Every line of the entries with the word "struct" in it should be shown.

--- Task input ---

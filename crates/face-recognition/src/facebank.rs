//! Reference identities and their embeddings
//!
//! On disk a facebank is a JSON document:
//!
//! ```json
//! {"identities": [{"name": "alice", "embeddings": [[0.1, 0.2, ...], ...]}]}
//! ```
//!
//! Several embeddings per identity are allowed; matching takes the minimum
//! distance over all of them.

use serde::{Deserialize, Serialize};
use std::path::{Path, PathBuf};
use thiserror::Error;
use tracing::{info, warn};
use video_faces_common::UNKNOWN_LABEL;

#[derive(Error, Debug)]
pub enum FacebankError {
    #[error("Failed to read facebank {path}: {source}")]
    Io {
        path: PathBuf,
        #[source]
        source: std::io::Error,
    },

    #[error("Failed to parse facebank {path}: {source}")]
    Parse {
        path: PathBuf,
        #[source]
        source: serde_json::Error,
    },

    #[error("Identity with an empty name")]
    EmptyName,

    #[error("Identity name '{0}' is reserved for unmatched faces")]
    ReservedLabel(String),

    #[error("Identity '{0}' has no embeddings")]
    NoEmbeddings(String),

    #[error("Identity '{name}' has an embedding of dimension {actual}, expected {expected}")]
    DimensionMismatch {
        name: String,
        expected: usize,
        actual: usize,
    },

    #[error("Identity '{0}' has a non-finite embedding value")]
    NonFinite(String),
}

/// Serialized form of one identity
#[derive(Debug, Clone, PartialEq, Serialize, Deserialize)]
pub struct IdentityRecord {
    pub name: String,
    pub embeddings: Vec<Vec<f32>>,
}

#[derive(Debug, Clone, PartialEq, Serialize, Deserialize)]
struct FacebankFile {
    identities: Vec<IdentityRecord>,
}

/// One reference embedding and the label it belongs to
#[derive(Debug, Clone, PartialEq)]
pub struct FacebankEntry {
    pub label: String,
    pub embedding: Vec<f32>,
}

/// Per-label summary, in facebank order
#[derive(Debug, Clone, PartialEq, Eq, Serialize)]
pub struct IdentitySummary {
    pub name: String,
    pub embeddings: usize,
}

/// Read-only reference set used by the matcher
#[derive(Debug, Clone, Default)]
pub struct Facebank {
    entries: Vec<FacebankEntry>,
    dim: Option<usize>,
}

impl Facebank {
    /// Load and validate a facebank JSON file
    ///
    /// # Errors
    ///
    /// Returns an error if the file cannot be read or parsed, or if any
    /// identity fails validation.
    pub fn load(path: &Path) -> Result<Self, FacebankError> {
        let data = std::fs::read_to_string(path).map_err(|source| FacebankError::Io {
            path: path.to_path_buf(),
            source,
        })?;

        let file: FacebankFile =
            serde_json::from_str(&data).map_err(|source| FacebankError::Parse {
                path: path.to_path_buf(),
                source,
            })?;

        let facebank = Self::from_records(file.identities)?;

        if facebank.is_empty() {
            warn!(
                "Facebank {} holds no identities, every face will be reported as {}",
                path.display(),
                UNKNOWN_LABEL
            );
        } else {
            info!(
                "Loaded facebank {} ({} identities, {} embeddings, dim {})",
                path.display(),
                facebank.identities().len(),
                facebank.len(),
                facebank.dim().unwrap_or(0)
            );
        }

        Ok(facebank)
    }

    /// Build a facebank from identity records, validating each one
    ///
    /// # Errors
    ///
    /// See [`FacebankError`] for the validation rules.
    pub fn from_records(records: Vec<IdentityRecord>) -> Result<Self, FacebankError> {
        let mut entries = Vec::new();
        let mut dim: Option<usize> = None;

        for record in records {
            if record.name.trim().is_empty() {
                return Err(FacebankError::EmptyName);
            }
            if record.name == UNKNOWN_LABEL {
                return Err(FacebankError::ReservedLabel(record.name));
            }
            if record.embeddings.is_empty() {
                return Err(FacebankError::NoEmbeddings(record.name));
            }

            for embedding in record.embeddings {
                let expected = *dim.get_or_insert(embedding.len());
                if embedding.is_empty() || embedding.len() != expected {
                    return Err(FacebankError::DimensionMismatch {
                        name: record.name,
                        expected,
                        actual: embedding.len(),
                    });
                }
                if embedding.iter().any(|v| !v.is_finite()) {
                    return Err(FacebankError::NonFinite(record.name));
                }
                entries.push(FacebankEntry {
                    label: record.name.clone(),
                    embedding,
                });
            }
        }

        Ok(Self { entries, dim })
    }

    #[must_use]
    pub fn entries(&self) -> &[FacebankEntry] {
        &self.entries
    }

    /// Embedding dimension, `None` for an empty facebank
    #[must_use]
    pub fn dim(&self) -> Option<usize> {
        self.dim
    }

    #[must_use]
    pub fn len(&self) -> usize {
        self.entries.len()
    }

    #[must_use]
    pub fn is_empty(&self) -> bool {
        self.entries.is_empty()
    }

    /// Distinct labels with their embedding counts, in first-seen order
    #[must_use]
    pub fn identities(&self) -> Vec<IdentitySummary> {
        let mut summaries: Vec<IdentitySummary> = Vec::new();
        for entry in &self.entries {
            match summaries.iter_mut().find(|s| s.name == entry.label) {
                Some(summary) => summary.embeddings += 1,
                None => summaries.push(IdentitySummary {
                    name: entry.label.clone(),
                    embeddings: 1,
                }),
            }
        }
        summaries
    }
}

---

Response to the exercise:
pub struct IdentityRecord {
struct FacebankFile {
pub struct FacebankEntry {
pub struct IdentitySummary {
pub struct Facebank {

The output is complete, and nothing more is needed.